The Court Jester tops our list as it brings all the elements of Danny Kaye’s incredible talent to the screen in a blended and genuinely funny script. The idea is a take-off on swashbuckling films in general and Robin Hood in particular. Echoes of the classic Errol Flynn film are readily apparent, right down to the casting of Basil Rathbone as the villain. The film is set in medieval England where the King and his family have been killed and only an infant heir to the throne survives the carnage.  A masked vigilante, the Black Fox, is fighting for the true King and Danny plays a former circus performer who has joined him.  He infiltrates the castle in the guise of the new court jester Giacomo, and is immediately embroiled in all the palace intrigue and drama.  Princess Gwendolyn (Angela Lansbury) falls in love with him, he is hypnotized by witch Griselda (Mildred Natwick) into making love to Angela, and our unlikely hero is taken as an assassin hired by Sir Ravenhurst (Basil Rathbone). The climatic sword fight with Rathbone is nothing short of dazzling as a hypnotized Danny becomes the greatest with the blade—until fingers snap him out of the spell.  The snapping back and forth taking him from expert to buffoon is hilarious.

A most memorable sequence involves Kaye trying to remember whether the poison that Griselda has put in the drinks is in the “vestle with the pestle” or the “chalice from the palace.”  Danny Kaye does the tongue twister, sings several Sammy Cahn—Sylvia Fine tunes and saves England in grand style.

Danny Kaye has left some wonderful moments on film, television and recordings.  He has a healthy presence on You Tube, which in this day and age is very important.  Whether you are meeting him for the first time or reacquainting yourself, you will discover that Mr. Kaye still thrills and entertains in a way that few ever did with classic routines that remain a testament to the man and his era.


From the Author

Kelly Anderson - Guest Blogger

Danny Kaye was a man of many accomplishments. If he became interested in something, he mastered it. He learned how to fly—but not just a small plane. He became a jet pilot and a good one. He became an accomplished Chinese cook and was welcome in professional kitchens all over the world. He became interested in surgery and sat in on so many procedures that Dr. Debakey (the well-known heart specialist) allowed him to close operations. 

In 1955, he became involved with UNICEF and spent countless hours over 32 years flying all over the world for the organization, raising money and spreading the word on their work with children.  (He was part of the delegation who accepted the Nobel Prize for UNICEF.) 

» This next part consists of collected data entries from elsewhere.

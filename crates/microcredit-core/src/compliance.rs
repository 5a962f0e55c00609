//! Usury-ceiling and reference-rate classification.
//!
//! Each product tier carries two annual effective values: an advisory
//! reference rate (interest-banking-cost benchmark) and the statutory usury
//! ceiling. Both are converted to the per-payment basis through
//! [`crate::rates::annual_effective_to_periodic`] — the same conversion the
//! amortization engine uses — so a quoted rate is always compared against
//! caps in its own basis.

use rust_decimal::Decimal;
use serde::{Deserialize, Serialize};

use crate::error::MicrocreditError;
use crate::rates;
use crate::types::{PaymentFrequency, Rate};
use crate::MicrocreditResult;

/// Outcome of comparing a periodic rate against tier caps.
#[derive(Debug, Clone, Copy, PartialEq, Eq, Serialize, Deserialize)]
pub enum ComplianceStatus {
    /// At or below the reference rate.
    Compliant,
    /// Above the reference but at or below the ceiling. Informational only.
    AboveReference,
    /// Above the usury ceiling. The configuration must not be offered.
    AboveCeiling,
}

impl ComplianceStatus {
    /// Whether this status blocks quoting the loan.
    pub fn is_blocking(&self) -> bool {
        matches!(self, ComplianceStatus::AboveCeiling)
    }
}

/// Annual effective reference and ceiling rates for a product tier.
#[derive(Debug, Clone, Copy, PartialEq, Eq, Serialize, Deserialize)]
pub struct RateCaps {
    pub reference_annual: Rate,
    pub ceiling_annual: Rate,
}

impl RateCaps {
    /// Caps given directly as two annual effective rates.
    pub fn new(reference_annual: Rate, ceiling_annual: Rate) -> MicrocreditResult<Self> {
        if reference_annual < Decimal::ZERO {
            return Err(MicrocreditError::InvalidInput {
                field: "reference_annual".into(),
                reason: "Reference rate must be non-negative".into(),
            });
        }
        if ceiling_annual < reference_annual {
            return Err(MicrocreditError::InvalidInput {
                field: "ceiling_annual".into(),
                reason: "Ceiling rate cannot be below the reference rate".into(),
            });
        }
        Ok(RateCaps {
            reference_annual,
            ceiling_annual,
        })
    }

    /// Caps in the ceiling-as-multiple form: `ceiling = reference × factor`,
    /// the usual statutory construction (1.5× the certified reference).
    pub fn from_reference(reference_annual: Rate, statutory_factor: Decimal) -> MicrocreditResult<Self> {
        if statutory_factor < Decimal::ONE {
            return Err(MicrocreditError::InvalidInput {
                field: "statutory_factor".into(),
                reason: "Statutory factor must be at least 1".into(),
            });
        }
        RateCaps::new(reference_annual, reference_annual * statutory_factor)
    }
}

/// Classify `periodic_rate` against `caps`, converting both caps to the
/// periodic basis for `frequency`.
///
/// Boundaries are strict: a rate exactly at the ceiling is advisory, not
/// blocked; exactly at the reference is compliant.
pub fn check_compliance(
    periodic_rate: Rate,
    caps: &RateCaps,
    frequency: PaymentFrequency,
) -> MicrocreditResult<ComplianceStatus> {
    let reference_periodic = rates::annual_effective_to_periodic(caps.reference_annual, frequency)?;
    let ceiling_periodic = rates::annual_effective_to_periodic(caps.ceiling_annual, frequency)?;

    if periodic_rate > ceiling_periodic {
        Ok(ComplianceStatus::AboveCeiling)
    } else if periodic_rate > reference_periodic {
        Ok(ComplianceStatus::AboveReference)
    } else {
        Ok(ComplianceStatus::Compliant)
    }
}

#[cfg(test)]
mod tests {
    use super::*;
    use rust_decimal_macros::dec;

    fn caps() -> RateCaps {
        RateCaps::from_reference(dec!(0.26), dec!(1.5)).unwrap()
    }

    #[test]
    fn test_ceiling_is_reference_times_factor() {
        assert_eq!(caps().ceiling_annual, dec!(0.39));
    }

    #[test]
    fn test_below_reference_compliant() {
        let periodic =
            rates::annual_effective_to_periodic(dec!(0.20), PaymentFrequency::Monthly).unwrap();
        let status = check_compliance(periodic, &caps(), PaymentFrequency::Monthly).unwrap();
        assert_eq!(status, ComplianceStatus::Compliant);
    }

    #[test]
    fn test_between_reference_and_ceiling_advisory() {
        let periodic =
            rates::annual_effective_to_periodic(dec!(0.30), PaymentFrequency::Monthly).unwrap();
        let status = check_compliance(periodic, &caps(), PaymentFrequency::Monthly).unwrap();
        assert_eq!(status, ComplianceStatus::AboveReference);
        assert!(!status.is_blocking());
    }

    #[test]
    fn test_above_ceiling_blocked() {
        let periodic =
            rates::annual_effective_to_periodic(dec!(0.45), PaymentFrequency::Monthly).unwrap();
        let status = check_compliance(periodic, &caps(), PaymentFrequency::Monthly).unwrap();
        assert_eq!(status, ComplianceStatus::AboveCeiling);
        assert!(status.is_blocking());
    }

    #[test]
    fn test_exactly_at_reference_compliant() {
        let periodic =
            rates::annual_effective_to_periodic(dec!(0.26), PaymentFrequency::Monthly).unwrap();
        let status = check_compliance(periodic, &caps(), PaymentFrequency::Monthly).unwrap();
        assert_eq!(status, ComplianceStatus::Compliant);
    }

    #[test]
    fn test_exactly_at_ceiling_advisory() {
        let periodic =
            rates::annual_effective_to_periodic(dec!(0.39), PaymentFrequency::Monthly).unwrap();
        let status = check_compliance(periodic, &caps(), PaymentFrequency::Monthly).unwrap();
        assert_eq!(status, ComplianceStatus::AboveReference);
    }

    #[test]
    fn test_ceiling_below_reference_rejected() {
        let err = RateCaps::new(dec!(0.30), dec!(0.20)).unwrap_err();
        match err {
            MicrocreditError::InvalidInput { field, .. } => assert_eq!(field, "ceiling_annual"),
            other => panic!("Expected InvalidInput, got {other:?}"),
        }
    }
}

Kaye also became a conductor of symphony orchestras and guested in benefit performances all over the world, even though he didn’t read music.  Asked how he could conduct, he said, “I memorize.” In that last capacity, I had my only opportunity to see him.  That evening will always be evergreen in my memory, sitting in Jones Hall in Houston in 1974 and seeing my idol perform and then getting his autograph after. It was an amazing night as he enchanted the hall with not only his comic stunts with the orchestra, but also his knowledge of the music.

The fact that today he is unknown by so many is something I would like to remedy with the greatest of speed.  To that end I created a Facebook page in his honor, Danny Kaye-King of Jesters, and am greatly pleased to see his TV series, The Danny Kaye Show, finally being rebroadcast weekdays on JLTV.  His work is amazing and his legacy is rich.  He most certainly deserves a renaissance.